|Wednesday, 6 June 2012
: Pat Jupp rounds up the Group 1 action from Epsom, where Camelot was the star of the show, and also takes a look back at the best of the action from Chantilly on Sunday.....
It's an elite group of horses who emerge from the Derby with an unbeaten record still intact and Camelot (130p) is just the third horse since the turn of the millennium to achieve that feat (Galileo and Motivator are the other two). Since he slammed his rivals in the RP Trophy last autumn the Derby has revolved around Camelot - a view significantly strengthened by his win in the 2000 Guineas - and in the smallest field since 1907, he justified odds-on favouritism in the anticipated style, pulling five lengths clear of the hitherto unbeaten Main Sequence (121).
For all that Camelot arrived as a classic winner, his Epsom win was a real breakthrough performance in ratings terms, running right up to the recent standard for a Derby winner in the manner of one capable of better yet, all of which is underpinned by an excellent timefigure of 128.
You have to go back to Snurge in 1990 for the last time a St Leger winner ran to 130, suggesting the Triple Crown will be easy pickings if connections opt to go down that route, but we'll learn more about Camelot's limits if he takes on his elders, a clash with Frankel at ten furlongs a mouthwatering prospect. Main Sequence posted an effort good enough to win five of the last six renewals of the King Edward VII Stakes at Royal Ascot, a possible next target, acknowledging it would be a quick turnaround after a hard race, while Bonfire (120) seemed undone by a combination of the track and trip and is worth another chance.
The Oaks and Derby were chalk and cheese, the latter run at a sound gallop and a fair test, while the former was a messy affair, steadily run and featuring plenty of hard-luck stories. Was (114) clung on by a neck from Shirocco Star (114) after getting the run of the race, but returned the lowest winning figure since Casual Look back in 2003, and others further back arguably emerge with more credit, notably The Fugue, who finished third but did enough to retain her pre-race rating of 117p. She was badly chopped off and shuffled back after half a mile but finished best of all, something backed up by the sectionals (read Simon Rowlands blog for more in-depth analysis HERE and will hold a favourite's chance if re-opposing in the Irish Oaks.
Maybe (116) and Coquet (111p) are the other pair who were most disadvantaged by the run of things. Maybe was patiently ridden, presumably with a view to preserving stamina, a tactic that backfired given how things panned out, but this still represents a step back towards her 2-y-o form. Coquet finished sixth but would have surely at least made the frame granted a clear passage and the Irish Oaks should give a clearer reflection of just how much she has progressed from Goodwood.

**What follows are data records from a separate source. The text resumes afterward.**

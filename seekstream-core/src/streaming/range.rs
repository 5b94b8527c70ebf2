//! `Range` request header parsing
//!
//! Only a single `bytes=start-end` or `bytes=start-` range is accepted.
//! Suffix ranges and multi-range requests are rejected rather than guessed at.

use thiserror::Error;

/// Inclusive byte range within a file.
#[derive(Debug, Clone, Copy, PartialEq, Eq)]
pub struct ByteRange {
    pub start: u64,
    pub end: u64,
}

impl ByteRange {
    pub fn len(&self) -> u64 {
        self.end - self.start + 1
    }

    /// Always false; ranges hold at least one byte.
    pub fn is_empty(&self) -> bool {
        false
    }

    /// `Content-Range` value for a file of `size` bytes.
    pub fn content_range(&self, size: u64) -> String {
        format!("bytes {}-{}/{}", self.start, self.end, size)
    }
}

/// Reasons a `Range` header cannot be served. All map to 416.
#[derive(Debug, Clone, PartialEq, Eq, Error)]
pub enum RangeParseError {
    #[error("malformed range header {header:?}")]
    Malformed { header: String },

    #[error("multi-range requests are not supported")]
    MultiRange,

    #[error("suffix ranges are not supported")]
    Suffix,

    #[error("range {start}-{end} not satisfiable for {size} bytes")]
    Unsatisfiable { start: u64, end: u64, size: u64 },
}

/// Parses an optional `Range` header against a file of `size` bytes.
///
/// Returns `Ok(None)` when no header was sent. A missing end means
/// `size - 1`. The result always satisfies `start <= end < size`.
///
/// # Errors
/// - `RangeParseError::Malformed` - Not `bytes=<start>-[<end>]`
/// - `RangeParseError::MultiRange` - More than one range requested
/// - `RangeParseError::Suffix` - `bytes=-N` form
/// - `RangeParseError::Unsatisfiable` - Range outside the file
pub fn parse_range_header(
    header: Option<&str>,
    size: u64,
) -> Result<Option<ByteRange>, RangeParseError> {
    let Some(header) = header else {
        return Ok(None);
    };
    let malformed = || RangeParseError::Malformed {
        header: header.to_string(),
    };

    let ranges = header.trim().strip_prefix("bytes=").ok_or_else(malformed)?;
    if ranges.contains(',') {
        return Err(RangeParseError::MultiRange);
    }

    let (start, end) = ranges.split_once('-').ok_or_else(malformed)?;
    let (start, end) = (start.trim(), end.trim());
    if start.is_empty() {
        return Err(RangeParseError::Suffix);
    }

    let start: u64 = start.parse().map_err(|_| malformed())?;
    let end: u64 = if end.is_empty() {
        size.checked_sub(1).ok_or(RangeParseError::Unsatisfiable {
            start,
            end: start,
            size,
        })?
    } else {
        end.parse().map_err(|_| malformed())?
    };

    if start > end || end >= size {
        return Err(RangeParseError::Unsatisfiable { start, end, size });
    }
    Ok(Some(ByteRange { start, end }))
}

#[cfg(test)]
mod tests {
    use super::*;

    #[test]
    fn test_no_header() {
        assert_eq!(parse_range_header(None, 1000), Ok(None));
    }

    #[test]
    fn test_closed_and_open_ranges() {
        assert_eq!(
            parse_range_header(Some("bytes=0-99"), 1000),
            Ok(Some(ByteRange { start: 0, end: 99 }))
        );
        let open = parse_range_header(Some("bytes=900-"), 1000).unwrap().unwrap();
        assert_eq!(open, ByteRange { start: 900, end: 999 });
        assert_eq!(open.len(), 100);
        assert_eq!(open.content_range(1000), "bytes 900-999/1000");
    }

    #[test]
    fn test_unsatisfiable_ranges() {
        for header in ["bytes=2000-2010", "bytes=0-1000", "bytes=50-10", "bytes=1000-"] {
            assert!(
                matches!(
                    parse_range_header(Some(header), 1000),
                    Err(RangeParseError::Unsatisfiable { .. })
                ),
                "{header}"
            );
        }
        assert!(matches!(
            parse_range_header(Some("bytes=0-"), 0),
            Err(RangeParseError::Unsatisfiable { .. })
        ));
    }

    #[test]
    fn test_rejected_forms() {
        assert_eq!(
            parse_range_header(Some("bytes=0-1,5-9"), 1000),
            Err(RangeParseError::MultiRange)
        );
        assert_eq!(
            parse_range_header(Some("bytes=-100"), 1000),
            Err(RangeParseError::Suffix)
        );
        for header in ["items=0-1", "bytes=abc-", "bytes=10", "bytes=1-x"] {
            assert!(
                matches!(
                    parse_range_header(Some(header), 1000),
                    Err(RangeParseError::Malformed { .. })
                ),
                "{header}"
            );
        }
    }
}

Last year St Nicholas Abbey (131) didn't look entirely at home at Epsom and only collared Midday close home, but things were far smoother this time around and he showed high-class form for the first time when making it back-to-back wins in the Coronation Cup, beating the admirable Red Cadeaux (123) by four and a half lengths. Admittedly St Nicholas Abbey will face tougher opposition if taking in either the Prince of Wales's Stakes or the Eclipse next, but this did confirm his position amongst the elite.
Over in France the Prix du Jockey Club was a very rough race and rather unsatisfactory as a result, and though he finished only eighth, Imperial Monarch (119p) has been rated as the best horse in the race after a strong late surge caught the eye. He'll be at least as effective at a mile and a half as well. The race went to outsider Saonois (118) but he did enjoy a clearer passage than most and, in short, this isn't a race from which to draw firm conclusions, only four and a half lengths separating the winner and French Fifteen (122) back in tenth.
British raiders had a good time of it in the supporting races, with Aiken (119p) taking the Grand Prix de Chantilly and Laugh Out Loud (114) the Prix de Sandringham.
John Gosden's Aiken made it six wins on the spin by three quarters of a length from Maxios (118), who is half-brother to Arc hero Bago and is now starting to deliver on the promise he showed as a juvenile, while Melbourne Cup winner Dunaden (124) was back in third. Aiken has a bit to find with the likes of Nathaniel if aimed at the Hardwicke Stakes at Royal Ascot, but is two from two over that course and distance. Laugh Out Loud's York form looks strong (the runner-up Electrelane won the German 1000 Guineas on her next start), and the Mick Channon-trained filly took another step forward when making all by two lengths from Mashoora.
Moonlight Cloud (126) is also worth a mention as she gave weight all round and a beating to her fourteen rivals in the Group 3 Prix du Palais-Royal, setting herself up nicely for a crack at Black Caviar in the Diamond Jubilee at Royal Ascot, though that will prove a stiff task if the Aussie superstar comes here at the top of her game.